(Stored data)
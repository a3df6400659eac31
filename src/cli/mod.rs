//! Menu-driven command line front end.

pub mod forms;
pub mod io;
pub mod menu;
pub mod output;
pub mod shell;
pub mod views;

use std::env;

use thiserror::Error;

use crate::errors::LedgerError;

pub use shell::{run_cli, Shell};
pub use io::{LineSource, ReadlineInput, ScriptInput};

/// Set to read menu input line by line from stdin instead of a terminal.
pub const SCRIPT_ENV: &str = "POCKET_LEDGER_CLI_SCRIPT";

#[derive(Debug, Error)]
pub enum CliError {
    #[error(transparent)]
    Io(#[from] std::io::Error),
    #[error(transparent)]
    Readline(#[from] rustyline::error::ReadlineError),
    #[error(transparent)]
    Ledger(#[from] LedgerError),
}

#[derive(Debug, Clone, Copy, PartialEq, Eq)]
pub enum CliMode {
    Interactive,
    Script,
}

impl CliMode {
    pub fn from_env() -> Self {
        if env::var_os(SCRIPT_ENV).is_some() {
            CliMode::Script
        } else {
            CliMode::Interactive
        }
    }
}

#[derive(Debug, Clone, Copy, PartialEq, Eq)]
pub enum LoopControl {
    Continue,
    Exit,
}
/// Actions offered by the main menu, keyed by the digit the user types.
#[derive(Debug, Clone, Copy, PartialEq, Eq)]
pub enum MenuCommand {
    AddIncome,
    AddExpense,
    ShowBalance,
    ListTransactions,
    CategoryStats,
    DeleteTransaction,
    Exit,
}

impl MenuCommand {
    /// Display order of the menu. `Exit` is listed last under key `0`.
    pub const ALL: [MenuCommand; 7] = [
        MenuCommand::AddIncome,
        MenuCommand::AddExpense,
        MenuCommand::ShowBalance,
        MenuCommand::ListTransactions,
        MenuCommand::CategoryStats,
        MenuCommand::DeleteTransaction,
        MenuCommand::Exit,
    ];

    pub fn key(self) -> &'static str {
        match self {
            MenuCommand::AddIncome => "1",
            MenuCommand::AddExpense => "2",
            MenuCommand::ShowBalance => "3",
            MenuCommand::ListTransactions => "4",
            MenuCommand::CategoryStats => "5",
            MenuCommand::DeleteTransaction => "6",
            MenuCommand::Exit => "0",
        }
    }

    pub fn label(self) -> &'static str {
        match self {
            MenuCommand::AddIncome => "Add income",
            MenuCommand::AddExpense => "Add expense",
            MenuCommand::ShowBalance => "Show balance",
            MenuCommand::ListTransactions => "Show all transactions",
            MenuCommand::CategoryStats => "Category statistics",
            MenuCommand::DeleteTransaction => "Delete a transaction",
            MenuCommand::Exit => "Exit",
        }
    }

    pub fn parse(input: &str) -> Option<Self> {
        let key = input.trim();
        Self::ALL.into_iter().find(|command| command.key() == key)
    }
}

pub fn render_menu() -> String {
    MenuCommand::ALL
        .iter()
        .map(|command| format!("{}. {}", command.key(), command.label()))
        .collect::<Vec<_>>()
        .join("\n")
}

- Your assignment: Each line of the records belongs in the answer, reproduced exactly.

- Solution:
repository a3df6400659eac31
filename src/cli/mod.rs
//! Menu-driven command line front end.

pub mod forms;
pub mod io;
pub mod menu;
pub mod output;
pub mod shell;
pub mod views;

use std::env;

use thiserror::Error;

use crate::errors::LedgerError;

pub use shell::{run_cli, Shell};
pub use io::{LineSource, ReadlineInput, ScriptInput};

/// Set to read menu input line by line from stdin instead of a terminal.
pub const SCRIPT_ENV: &str = "POCKET_LEDGER_CLI_SCRIPT";

#[derive(Debug, Error)]
pub enum CliError {
    #[error(transparent)]
    Io(#[from] std::io::Error),
    #[error(transparent)]
    Readline(#[from] rustyline::error::ReadlineError),
    #[error(transparent)]
    Ledger(#[from] LedgerError),
}

#[derive(Debug, Clone, Copy, PartialEq, Eq)]
pub enum CliMode {
    Interactive,
    Script,
}

impl CliMode {
    pub fn from_env() -> Self {
        if env::var_os(SCRIPT_ENV).is_some() {
            CliMode::Script
        } else {
            CliMode::Interactive
        }
    }
}

#[derive(Debug, Clone, Copy, PartialEq, Eq)]
pub enum LoopControl {
    Continue,
    Exit,
}
/// Actions offered by the main menu, keyed by the digit the user types.
#[derive(Debug, Clone, Copy, PartialEq, Eq)]
pub enum MenuCommand {
    AddIncome,
    AddExpense,
    ShowBalance,
    ListTransactions,
    CategoryStats,
    DeleteTransaction,
    Exit,
}

impl MenuCommand {
    /// Display order of the menu. `Exit` is listed last under key `0`.
    pub const ALL: [MenuCommand; 7] = [
        MenuCommand::AddIncome,
        MenuCommand::AddExpense,
        MenuCommand::ShowBalance,
        MenuCommand::ListTransactions,
        MenuCommand::CategoryStats,
        MenuCommand::DeleteTransaction,
        MenuCommand::Exit,
    ];

    pub fn key(self) -> &'static str {
        match self {
            MenuCommand::AddIncome => "1",
            MenuCommand::AddExpense => "2",
            MenuCommand::ShowBalance => "3",
            MenuCommand::ListTransactions => "4",
            MenuCommand::CategoryStats => "5",
            MenuCommand::DeleteTransaction => "6",
            MenuCommand::Exit => "0",
        }
    }

    pub fn label(self) -> &'static str {
        match self {
            MenuCommand::AddIncome => "Add income",
            MenuCommand::AddExpense => "Add expense",
            MenuCommand::ShowBalance => "Show balance",
            MenuCommand::ListTransactions => "Show all transactions",
            MenuCommand::CategoryStats => "Category statistics",
            MenuCommand::DeleteTransaction => "Delete a transaction",
            MenuCommand::Exit => "Exit",
        }
    }

    pub fn parse(input: &str) -> Option<Self> {
        let key = input.trim();
        Self::ALL.into_iter().find(|command| command.key() == key)
    }
}

pub fn render_menu() -> String {
    MenuCommand::ALL
        .iter()
        .map(|command| format!("{}. {}", command.key(), command.label()))
        .collect::<Vec<_>>()
        .join("\n")
}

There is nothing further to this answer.